**Provided data:**
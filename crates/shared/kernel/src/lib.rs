//! Kernel utilities shared across the workspace.
//! Keep this crate lightweight; today it owns layered configuration loading.
//!
//! ## Config loading
//! ```rust,no_run
//! use rulekit_kernel::config::load_config;
//! use rulekit_kernel::domain::config::RulekitConfig;
//!
//! let cfg: RulekitConfig = load_config(Some("config/rulekit.toml")).unwrap_or_default();
//! println!("pretty output: {}", cfg.codec.pretty);
//! ```

pub mod config;

pub use rulekit_domain as domain;
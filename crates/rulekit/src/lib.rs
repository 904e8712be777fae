//! Facade crate for rulekit hosts.
//! Re-exports the codec, the built-in calendar rules and the shared config/kernel
//! primitives, and wires configuration into serializers and logging.
//! Keep this crate thin: it should compose other crates, not implement codec logic.
//!
//! ## Usage
//! - [`shared`] returns the process-wide serializer bound to the calendar module;
//!   the free [`serialize`] and [`deserialize`] functions go through it.
//! - [`build_serializer`] creates a private serializer from a [`CodecConfig`].
//! - [`init`] installs logging and builds the configured serializer in one step.
//!
//! ```rust
//! use rulekit::prelude::*;
//! use rulekit::calendar::{DayOffset, EveryDay, NthOccurrence};
//!
//! # fn main() -> Result<(), CodecError> {
//! let rule = DayOffset {
//!     days: 3,
//!     rule: Box::new(NthOccurrence { occurrence: 28, rule: Box::new(EveryDay {}) }),
//! };
//!
//! let text = rulekit::serialize(&rule, &[])?;
//! let restored: DayOffset = rulekit::deserialize(&text, &[])?;
//! assert!(restored.matches(NaiveDate::from_ymd_opt(2015, 3, 3).unwrap()));
//! # Ok(())
//! # }
//! ```

mod error;

pub use crate::error::{RulekitError, RulekitErrorExt};
pub use rulekit_calendar as calendar;
pub use rulekit_codec as codec;
pub use rulekit_domain as domain;
pub use rulekit_kernel as kernel;
pub use rulekit_logger as logger;

use rulekit_calendar::CALENDAR;
use rulekit_codec::{CodecError, CodecErrorExt, Rule, RuleModule, RuleSerializer, RuleSerializerBuilder, TypeSource};
use rulekit_domain::config::{CodecConfig, RulekitConfig};
use rulekit_logger::Logger;
use std::sync::LazyLock;
use tracing::info;

pub mod prelude {
    pub use crate::RulekitError;
    pub use rulekit_codec::prelude::*;
}

static SHARED: LazyLock<RuleSerializer> = LazyLock::new(|| RuleSerializer::builder(&CALENDAR).build());

/// The process-wide serializer bound to the built-in calendar module.
///
/// Every caller shares one scan cache, so a module scanned by one call stays
/// known to all later calls. Build a private serializer with
/// [`build_serializer`] or [`RuleSerializer::builder`] when that is unwanted.
#[must_use]
pub fn shared() -> &'static RuleSerializer {
    &SHARED
}

/// Encodes a rule with the [`shared`] serializer.
///
/// # Errors
/// See [`RuleSerializer::serialize`].
pub fn serialize(rule: &(dyn Rule + 'static), extra: &[TypeSource]) -> Result<String, CodecError> {
    SHARED.serialize(rule, extra)
}

/// Decodes a rule of type `T` with the [`shared`] serializer.
///
/// # Errors
/// See [`RuleSerializer::deserialize`].
pub fn deserialize<T: Rule>(text: &str, extra: &[TypeSource]) -> Result<T, CodecError> {
    SHARED.deserialize(text, extra)
}

/// Decodes a rule of any known type with the [`shared`] serializer.
///
/// # Errors
/// See [`RuleSerializer::deserialize_dyn`].
pub fn deserialize_dyn(text: &str, extra: &[TypeSource]) -> Result<Box<dyn Rule>, CodecError> {
    SHARED.deserialize_dyn(text, extra)
}

/// Prepares a serializer builder for `core` from codec settings.
///
/// # Errors
/// Returns [`CodecError::InvalidArgumentKind`] or [`CodecError::UnknownType`] if
/// a configured default source cannot be parsed.
pub fn configure(core: &RuleModule, config: &CodecConfig) -> Result<RuleSerializerBuilder, CodecError> {
    let builder = RuleSerializer::builder(core)
        .pretty(config.pretty)
        .default_sources_from_text(&config.default_sources);
    CodecErrorExt::context(builder, "Invalid codec.default_sources")
}

/// Builds a private serializer for `core` from codec settings.
///
/// # Errors
/// See [`configure`].
pub fn build_serializer(core: &RuleModule, config: &CodecConfig) -> Result<RuleSerializer, CodecError> {
    Ok(configure(core, config)?.build())
}

/// A running rulekit host: the configured serializer and the logging handle.
#[must_use = "Dropping the host stops background logging."]
#[derive(Debug)]
pub struct Rulekit {
    serializer: RuleSerializer,
    logger: Logger,
}

impl Rulekit {
    #[must_use]
    pub const fn serializer(&self) -> &RuleSerializer {
        &self.serializer
    }

    #[must_use]
    pub const fn logger(&self) -> &Logger {
        &self.logger
    }
}

/// Installs logging and builds a serializer bound to the calendar module.
///
/// Load `config` with [`kernel::config::load_config`] to layer a file with
/// `RULEKIT__` environment overrides.
///
/// # Errors
/// * [`RulekitError::Logger`] if logging cannot be installed, e.g. a global
///   subscriber already exists.
/// * [`RulekitError::Codec`] if a configured default source is invalid.
pub fn init(config: &RulekitConfig) -> Result<Rulekit, RulekitError> {
    let serializer = build_serializer(&CALENDAR, &config.codec)?;
    let logger = Logger::from_config(&config.logging)?;

    info!(
        core = %serializer.core_module(),
        defaults = serializer.default_sources().len(),
        pretty = config.codec.pretty,
        "Rule serializer initialized"
    );

    Ok(Rulekit { serializer, logger })
}
use proc_macro2::TokenStream;
use quote::{format_ident, quote};
use syn::{Attribute, Data, DeriveInput, Field, Fields, FieldsNamed, Ident, Type, Variant};

use super::derived_trait_names;

/// What the expansion needs to know about one error variant.
struct ErrorVariant<'a> {
    ident: &'a Ident,
    source: Option<&'a Field>,
    has_context: bool,
    cfg_attrs: Vec<&'a Attribute>,
}

impl ErrorVariant<'_> {
    fn is_internal(&self) -> bool {
        self.ident == "Internal"
    }
}

/// Expands the `#[rulekit_error]` attribute macro.
pub fn expand_error(input: DeriveInput) -> TokenStream {
    let Data::Enum(data) = &input.data else {
        return syn::Error::new_spanned(&input.ident, "rulekit_error can only be applied to enums")
            .to_compile_error();
    };

    let variants = match data.variants.iter().map(inspect_variant).collect::<Result<Vec<_>, _>>()
    {
        Ok(variants) => variants,
        Err(err) => return err.to_compile_error(),
    };

    if let Some(variant) = variants.iter().find(|v| v.source.is_some() && !v.has_context) {
        return syn::Error::new_spanned(
            variant.ident,
            "rulekit_error requires `context: Option<Cow<'static, str>>` on variants with a source",
        )
        .to_compile_error();
    }

    let name = &input.ident;
    let ext = format_ident!("{}Ext", name);

    let derives = derive_attr(&input.attrs);
    let context_trait = context_trait_tokens(name, &ext, &variants);
    let source_impls = variants
        .iter()
        .filter(|v| !v.is_internal())
        .filter_map(|v| source_impl_tokens(name, &ext, v));
    let internal_impls = variants.iter().find(|v| v.is_internal()).map(|v| internal_tokens(name, v));

    quote! {
        #[allow(non_shorthand_field_patterns)]
        #derives
        #input

        #context_trait
        #(#source_impls)*
        #internal_impls

        #[allow(dead_code)]
        fn format_context(
            context: &Option<::std::borrow::Cow<'static, str>>,
        ) -> ::std::borrow::Cow<'static, str> {
            context.as_ref().map_or(::std::borrow::Cow::Borrowed(""), |c| {
                ::std::borrow::Cow::Owned(format!(" ({c})"))
            })
        }
    }
}

fn derive_attr(attrs: &[Attribute]) -> TokenStream {
    let present = derived_trait_names(attrs);
    let mut missing = Vec::new();
    if !present.contains("Debug") {
        missing.push(quote! { Debug });
    }
    if !present.contains("Error") {
        missing.push(quote! { ::thiserror::Error });
    }

    if missing.is_empty() { quote! {} } else { quote! { #[derive(#(#missing),*)] } }
}

fn inspect_variant(variant: &Variant) -> syn::Result<ErrorVariant<'_>> {
    let Fields::Named(fields) = &variant.fields else {
        return Err(syn::Error::new_spanned(
            variant,
            "rulekit_error variants must use named fields (`Variant { .. }`)",
        ));
    };

    Ok(ErrorVariant {
        ident: &variant.ident,
        source: source_field(fields),
        has_context: context_field(fields)?,
        cfg_attrs: variant.attrs.iter().filter(|attr| attr.path().is_ident("cfg")).collect(),
    })
}

fn context_field(fields: &FieldsNamed) -> syn::Result<bool> {
    let Some(field) = fields.named.iter().find(|f| f.ident.as_ref().is_some_and(|i| i == "context"))
    else {
        return Ok(false);
    };

    if is_optional_static_cow(&field.ty) {
        Ok(true)
    } else {
        Err(syn::Error::new_spanned(&field.ty, "context field must be Option<Cow<'static, str>>"))
    }
}

fn source_field(fields: &FieldsNamed) -> Option<&Field> {
    fields.named.iter().find(|field| {
        field.ident.as_ref().is_some_and(|ident| ident == "source")
            || field.attrs.iter().any(|a| a.path().is_ident("source") || a.path().is_ident("from"))
    })
}

fn context_trait_tokens(name: &Ident, ext: &Ident, variants: &[ErrorVariant<'_>]) -> TokenStream {
    let arms = variants.iter().filter(|v| v.has_context).map(|v| {
        let ident = v.ident;
        let cfg_attrs = &v.cfg_attrs;
        quote! { #(#cfg_attrs)* #name::#ident { context: slot, .. } => *slot = Some(context.into()), }
    });

    quote! {
        pub trait #ext<T> {
            /// Attaches a human readable context to the error, if any.
            ///
            /// # Errors
            /// Returns the original error, converted and annotated.
            fn context(
                self,
                context: impl Into<::std::borrow::Cow<'static, str>>,
            ) -> ::std::result::Result<T, #name>;
        }

        #[automatically_derived]
        impl<T> #ext<T> for ::std::result::Result<T, #name> {
            #[inline]
            fn context(self, context: impl Into<::std::borrow::Cow<'static, str>>) -> Self {
                self.map_err(|mut err| {
                    match &mut err {
                        #(#arms)*
                        _ => {}
                    }
                    err
                })
            }
        }
    }
}

fn source_impl_tokens(name: &Ident, ext: &Ident, v: &ErrorVariant<'_>) -> Option<TokenStream> {
    let field = v.source?;
    let field_ident = field.ident.as_ref()?;
    let source_ty = &field.ty;
    let variant = v.ident;
    let cfg_attrs = &v.cfg_attrs;

    Some(quote! {
        #(#cfg_attrs)*
        #[automatically_derived]
        impl From<#source_ty> for #name {
            #[inline]
            fn from(#field_ident: #source_ty) -> Self {
                Self::#variant { #field_ident, context: None }
            }
        }

        #(#cfg_attrs)*
        #[automatically_derived]
        impl<T> #ext<T> for ::std::result::Result<T, #source_ty> {
            #[inline]
            fn context(
                self,
                context: impl Into<::std::borrow::Cow<'static, str>>,
            ) -> ::std::result::Result<T, #name> {
                self.map_err(|#field_ident| #name::#variant {
                    #field_ident,
                    context: Some(context.into()),
                })
            }
        }
    })
}

fn internal_tokens(name: &Ident, v: &ErrorVariant<'_>) -> TokenStream {
    let cfg_attrs = &v.cfg_attrs;

    quote! {
        #(#cfg_attrs)*
        #[automatically_derived]
        impl From<&'static str> for #name {
            #[inline]
            fn from(message: &'static str) -> Self {
                Self::Internal { message: ::std::borrow::Cow::Borrowed(message), context: None }
            }
        }

        #(#cfg_attrs)*
        #[automatically_derived]
        impl From<String> for #name {
            #[inline]
            fn from(message: String) -> Self {
                Self::Internal { message: ::std::borrow::Cow::Owned(message), context: None }
            }
        }
    }
}

/// Matches `Option<Cow<'static, str>>` by path segments.
fn is_optional_static_cow(ty: &Type) -> bool {
    let Some(inner) = single_generic(ty, "Option") else {
        return false;
    };
    let Type::Path(cow) = inner else {
        return false;
    };
    let Some(segment) = cow.path.segments.last() else {
        return false;
    };
    if segment.ident != "Cow" {
        return false;
    }
    let syn::PathArguments::AngleBracketed(args) = &segment.arguments else {
        return false;
    };

    let mut args = args.args.iter();
    let static_lifetime =
        matches!(args.next(), Some(syn::GenericArgument::Lifetime(lt)) if lt.ident == "static");
    let str_type = matches!(
        args.next(),
        Some(syn::GenericArgument::Type(Type::Path(p)))
            if p.path.segments.last().is_some_and(|s| s.ident == "str")
    );

    static_lifetime && str_type && args.next().is_none()
}

fn single_generic<'a>(ty: &'a Type, outer: &str) -> Option<&'a Type> {
    let Type::Path(path) = ty else {
        return None;
    };
    let segment = path.path.segments.last()?;
    if segment.ident != outer {
        return None;
    }
    let syn::PathArguments::AngleBracketed(args) = &segment.arguments else {
        return None;
    };
    match args.args.first()? {
        syn::GenericArgument::Type(inner) => Some(inner),
        _ => None,
    }
}
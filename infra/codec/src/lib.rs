//! A dynamic rule type registry and a polymorphic text codec for rule objects.
//!
//! Rules are small date predicates that nest: a rule may hold other rules behind
//! `Box<dyn Rule>` without knowing their concrete types. This crate turns such
//! trees into self-describing text and back.
//!
//! ## Rule Modules
//!
//! Every crate that defines rule types is a *rule module*. A module declares
//! itself once with [`declare_rule_module!`] and each rule type with
//! [`rule_model`]. The [`TypeRegistry`] enumerates the types of a module on first
//! use and keeps the result for the life of the process.
//!
//! ## Known Types
//!
//! Each encode or decode call works against a [`KnownTypeSet`]: the core module
//! of the serializer, its configured defaults, the extra [`TypeSource`]s of the
//! call, and every module any earlier call caused to be scanned. Text naming a
//! type outside that set is rejected with [`CodecError::UnknownType`].
//!
//! ## Examples
//!
//! ### Nested rules
//! ```rust
//! use rulekit_codec::prelude::*;
//!
//! rulekit_codec::declare_rule_module!(static RULES);
//!
//! #[rule_model(tag = "doc.always")]
//! struct Always {}
//!
//! #[rule_model(tag = "doc.not")]
//! struct Not {
//!     rule: Box<dyn Rule>,
//! }
//!
//! impl Rule for Always {
//!     fn matches(&self, _date: NaiveDate) -> bool {
//!         true
//!     }
//! }
//!
//! impl Rule for Not {
//!     fn matches(&self, date: NaiveDate) -> bool {
//!         !self.rule.matches(date)
//!     }
//! }
//!
//! # fn main() -> Result<(), CodecError> {
//! let codec = RuleSerializer::builder(&RULES).build();
//!
//! let text = codec.serialize(&Not { rule: Box::new(Always {}) }, &[])?;
//! assert_eq!(text, r#"{"$type":"doc.not","rule":{"$type":"doc.always"}}"#);
//!
//! let restored = codec.deserialize_dyn(&text, &[])?;
//! assert!(restored.is::<Not>());
//! assert!(!restored.matches(NaiveDate::from_ymd_opt(2015, 3, 3).unwrap()));
//! # Ok(())
//! # }
//! ```

extern crate self as rulekit_codec;

mod builder;
mod engine;
mod error;
pub mod extensions;
mod known;
mod registry;
mod scanner;
mod scope;
mod source;
mod types;

pub use builder::RuleSerializerBuilder;
pub use engine::{RuleSerializer, downcast};
pub use error::{CodecError, CodecErrorExt};
pub use known::{KnownTypeSet, KnownTypeSetBuilder};
pub use registry::TypeRegistry;
pub use rulekit_derive::rule_model;
pub use scanner::{
    InventoryScanner, ModuleScanner, find_rule_type, linked_modules, registered_rule_types,
};
pub use serde;
pub use source::TypeSource;
pub use types::{
    Rule, RuleModel, RuleModule, RuleObject, RuleRegistration, RuleTypeInfo, TYPE_KEY,
};

pub mod prelude {
    pub use crate::engine::RuleSerializer;
    pub use crate::error::{CodecError, CodecErrorExt};
    pub use crate::extensions::{BoxedRuleExt, RuleExt};
    pub use crate::source::TypeSource;
    pub use crate::types::{Rule, RuleModel, RuleModule};
    pub use chrono::{Datelike, NaiveDate, TimeDelta, Weekday};
    pub use rulekit_derive::rule_model;
}

#[doc(hidden)]
pub mod __private {
    pub use inventory;
}
//! # Codec Errors
//!
//! This module defines the [`CodecError`] enum used throughout the codec crate for
//! reporting module scan, type resolution and text format failures.

use std::borrow::Cow;

/// A specialized [`CodecError`] enum for registry and codec failures.
#[rulekit_derive::rulekit_error]
pub enum CodecError {
    /// A rule module could not be enumerated.
    ///
    /// Raised when the module is not linked into the binary or was never declared
    /// with [`declare_rule_module!`](crate::declare_rule_module).
    #[error("Cannot scan rule module `{module}`{}: {message}", format_context(.context))]
    ModuleScan {
        module: Cow<'static, str>,
        message: Cow<'static, str>,
        context: Option<Cow<'static, str>>,
    },

    /// A type source was neither a module nor a rule type reference.
    #[error("Invalid type source kind{}: {kind}", format_context(.context))]
    InvalidArgumentKind { kind: Cow<'static, str>, context: Option<Cow<'static, str>> },

    /// A rule type is absent from the known type set of the current call.
    #[error("Unknown rule type{}: {type_name}", format_context(.context))]
    UnknownType { type_name: Cow<'static, str>, context: Option<Cow<'static, str>> },

    /// The input text is not a well-formed rule document.
    #[error("Malformed rule text{}: {source}", format_context(.context))]
    MalformedText { source: serde_json::Error, context: Option<Cow<'static, str>> },

    /// The decoded rule is not of the type requested by the caller.
    #[error("Rule type mismatch{}: expected {expected}, found {found}", format_context(.context))]
    TypeMismatch {
        expected: Cow<'static, str>,
        found: Cow<'static, str>,
        context: Option<Cow<'static, str>>,
    },

    /// Two distinct rule types claim the same discriminator tag.
    #[error(
        "Duplicate rule tag `{tag}`{}: claimed by {first} and {second}",
        format_context(.context)
    )]
    DuplicateTag {
        tag: Cow<'static, str>,
        first: Cow<'static, str>,
        second: Cow<'static, str>,
        context: Option<Cow<'static, str>>,
    },

    /// A rule value could not be turned into text.
    #[error("Encoding error{}: {message}", format_context(.context))]
    Encoding { message: Cow<'static, str>, context: Option<Cow<'static, str>> },

    /// Internal fallback for unexpected issues or logic errors.
    #[error("Internal codec error{}: {message}", format_context(.context))]
    Internal { message: Cow<'static, str>, context: Option<Cow<'static, str>> },
}

impl CodecError {
    pub(crate) fn unknown_type(type_name: impl Into<Cow<'static, str>>) -> Self {
        Self::UnknownType { type_name: type_name.into(), context: None }
    }

    pub(crate) fn invalid_kind(kind: impl Into<Cow<'static, str>>) -> Self {
        Self::InvalidArgumentKind { kind: kind.into(), context: None }
    }
}
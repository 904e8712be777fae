use std::fmt;
use std::str::FromStr;

use crate::error::CodecError;
use crate::scanner::find_rule_type;
use crate::types::{RuleModel, RuleModule, RuleTypeInfo};

/// One entry of the extra type list a caller passes to the serializer.
///
/// Either a whole module, whose types are all included, or a single rule type.
#[derive(Debug, Clone, PartialEq, Eq)]
pub enum TypeSource {
    Module(RuleModule),
    Type(&'static RuleTypeInfo),
}

/// A textual source whose kind has been checked but whose tag is not resolved yet.
enum RawSource<'a> {
    Module(&'a str),
    Tag(&'a str),
}

impl<'a> RawSource<'a> {
    fn parse(text: &'a str) -> Result<Self, CodecError> {
        let Some((kind, value)) = text.split_once(':') else {
            return Err(CodecError::invalid_kind("plain string"));
        };
        let (kind, value) = (kind.trim(), value.trim());

        match kind {
            "module" if !value.is_empty() => Ok(Self::Module(value)),
            "type" if !value.is_empty() => Ok(Self::Tag(value)),
            "module" | "type" => Err(CodecError::invalid_kind(format!("empty {kind} reference"))),
            other => Err(CodecError::invalid_kind(other.to_owned())),
        }
    }

    fn resolve(self) -> Result<TypeSource, CodecError> {
        match self {
            Self::Module(name) => Ok(TypeSource::Module(RuleModule::named(name.to_owned()))),
            Self::Tag(tag) => find_rule_type(tag).map(TypeSource::Type),
        }
    }
}

impl TypeSource {
    /// Refers to the single rule type `T`.
    #[must_use]
    pub fn rule<T: RuleModel>() -> Self {
        Self::Type(T::type_info())
    }

    /// Parses a textual type source.
    ///
    /// Accepted forms are `module:<crate name>` and `type:<tag>`.
    ///
    /// # Errors
    /// * [`CodecError::InvalidArgumentKind`] for any other form.
    /// * [`CodecError::UnknownType`] if a `type:` tag is not registered.
    pub fn parse(text: &str) -> Result<Self, CodecError> {
        RawSource::parse(text)?.resolve()
    }

    /// Parses a whole list.
    ///
    /// The kind of every entry is checked before any `type:` tag is resolved, so
    /// an invalid entry is reported ahead of an unknown tag.
    ///
    /// # Errors
    /// See [`TypeSource::parse`].
    pub fn parse_all<I, S>(texts: I) -> Result<Vec<Self>, CodecError>
    where
        I: IntoIterator<Item = S>,
        S: AsRef<str>,
    {
        let texts: Vec<S> = texts.into_iter().collect();
        let specs = texts
            .iter()
            .map(|text| RawSource::parse(text.as_ref()))
            .collect::<Result<Vec<_>, _>>()?;
        specs.into_iter().map(RawSource::resolve).collect()
    }
}

impl From<RuleModule> for TypeSource {
    fn from(module: RuleModule) -> Self {
        Self::Module(module)
    }
}

impl From<&RuleModule> for TypeSource {
    fn from(module: &RuleModule) -> Self {
        Self::Module(module.clone())
    }
}

impl From<&'static RuleTypeInfo> for TypeSource {
    fn from(info: &'static RuleTypeInfo) -> Self {
        Self::Type(info)
    }
}

impl FromStr for TypeSource {
    type Err = CodecError;

    fn from_str(s: &str) -> Result<Self, Self::Err> {
        Self::parse(s)
    }
}

impl fmt::Display for TypeSource {
    fn fmt(&self, f: &mut fmt::Formatter<'_>) -> fmt::Result {
        match self {
            Self::Module(module) => write!(f, "module:{module}"),
            Self::Type(info) => write!(f, "type:{}", info.tag()),
        }
    }
}
use rulekit_calendar::*;
use rulekit_codec::prelude::*;

fn codec() -> RuleSerializer {
    RuleSerializer::builder(&CALENDAR).build()
}

fn date(year: i32, month: u32, day: u32) -> NaiveDate {
    NaiveDate::from_ymd_opt(year, month, day).expect("valid test date")
}

fn builtins() -> Vec<Box<dyn Rule>> {
    vec![
        Box::new(EveryDay {}),
        Box::new(DayOfWeek { weekday: Weekday::Thu }),
        Box::new(DayOfMonth { day: -2 }),
        Box::new(NthWeekdayOfMonth { occurrence: 2, weekday: Weekday::Sun }),
        Box::new(NthOccurrence { occurrence: -1, rule: Box::new(DayOfWeek { weekday: Weekday::Fri }) }),
        Box::new(DayOffset { days: -7, rule: Box::new(DayOfMonth { day: 1 }) }),
        Box::new(AnyOf {
            rules: vec![Box::new(DayOfMonth { day: 1 }), Box::new(DayOfMonth { day: 15 })],
        }),
        Box::new(AllOf {
            rules: vec![Box::new(DayOfWeek { weekday: Weekday::Fri }), Box::new(DayOfMonth { day: 13 })],
        }),
    ]
}

#[test]
fn every_builtin_rule_roundtrips() {
    let codec = codec();
    let start = date(2015, 1, 1);

    for rule in builtins() {
        let text = codec.serialize(rule.as_ref(), &[]).expect("serialize failed");
        let restored = codec.deserialize_dyn(&text, &[]).expect("deserialize failed");

        assert_eq!(restored.rule_type(), rule.rule_type());
        assert_eq!(format!("{restored:?}"), format!("{rule:?}"));
        for when in start.iter_days().take(400) {
            assert_eq!(restored.matches(when), rule.matches(when), "{text} on {when}");
        }
    }
}

#[test]
fn offset_of_nth_occurrence_survives_encoding() {
    let codec = codec();
    let rule = DayOffset {
        days: 3,
        rule: Box::new(NthOccurrence { occurrence: 28, rule: Box::new(EveryDay {}) }),
    };

    let text = codec.serialize(&rule, &[]).unwrap();
    assert_eq!(
        text,
        r#"{"$type":"calendar.day_offset","days":3,"rule":{"$type":"calendar.nth_occurrence","occurrence":28,"rule":{"$type":"calendar.every_day"}}}"#
    );

    let restored: DayOffset = codec.deserialize(&text, &[]).unwrap();
    assert_eq!(restored.days, 3);
    assert!(restored.rule.is::<NthOccurrence>());

    for (when, expected) in [
        (date(2015, 3, 3), true),
        (date(2015, 5, 1), true),
        (date(2015, 3, 2), false),
        (date(2015, 3, 4), false),
        (date(2015, 2, 28), false),
    ] {
        assert_eq!(restored.matches(when), expected, "{when}");
    }
}

#[test]
fn weekday_names_are_accepted_in_long_form() {
    let rule: DayOfWeek = codec()
        .deserialize(r#"{"$type":"calendar.day_of_week","weekday":"Wednesday"}"#, &[])
        .unwrap();
    assert_eq!(rule, DayOfWeek { weekday: Weekday::Wed });
}

#[test]
fn calendar_module_owns_every_builtin() {
    let codec = codec();
    let known = codec.known_types(&[]).unwrap();

    for tag in [
        "calendar.every_day",
        "calendar.day_of_week",
        "calendar.day_of_month",
        "calendar.nth_weekday_of_month",
        "calendar.nth_occurrence",
        "calendar.day_offset",
        "calendar.any_of",
        "calendar.all_of",
    ] {
        let info = known.by_tag(tag).unwrap_or_else(|| panic!("{tag} is not known"));
        assert!(CALENDAR.owns(info));
    }
    assert_eq!(known.len(), 8);
}
use rulekit_derive::rulekit_error;
use std::borrow::Cow;

#[rulekit_error]
pub enum StoreError {
    #[error("IO error{}: {source}", format_context(.context))]
    Io { source: std::io::Error, context: Option<Cow<'static, str>> },

    #[error("Missing rule `{name}`{}", format_context(.context))]
    Missing { name: String, context: Option<Cow<'static, str>> },

    #[error("Internal error{}: {message}", format_context(.context))]
    Internal { message: Cow<'static, str>, context: Option<Cow<'static, str>> },
}

fn read() -> Result<String, StoreError> {
    std::fs::read_to_string("/definitely/not/here").context("Reading rules")
}

fn main() {
    let err = read().expect_err("file should not exist");
    assert!(err.to_string().contains("(Reading rules)"));

    let internal: StoreError = "boom".into();
    assert!(matches!(internal, StoreError::Internal { .. }));
}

**What you need to do:** Beginning at the first line of the records, retype exactly every line up to and including the one with "go through it.".

**Response to this exercise:**
filename crates/shared/kernel/src/lib.rs
//! Kernel utilities shared across the workspace.
//! Keep this crate lightweight; today it owns layered configuration loading.
//!
//! ## Config loading
//! ```rust,no_run
//! use rulekit_kernel::config::load_config;
//! use rulekit_kernel::domain::config::RulekitConfig;
//!
//! let cfg: RulekitConfig = load_config(Some("config/rulekit.toml")).unwrap_or_default();
//! println!("pretty output: {}", cfg.codec.pretty);
//! ```

pub mod config;

pub use rulekit_domain as domain;
filename crates/rulekit/src/lib.rs
repository 904e8712be777fae
//! Facade crate for rulekit hosts.
//! Re-exports the codec, the built-in calendar rules and the shared config/kernel
//! primitives, and wires configuration into serializers and logging.
//! Keep this crate thin: it should compose other crates, not implement codec logic.
//!
//! ## Usage
//! - [`shared`] returns the process-wide serializer bound to the calendar module;
//!   the free [`serialize`] and [`deserialize`] functions go through it.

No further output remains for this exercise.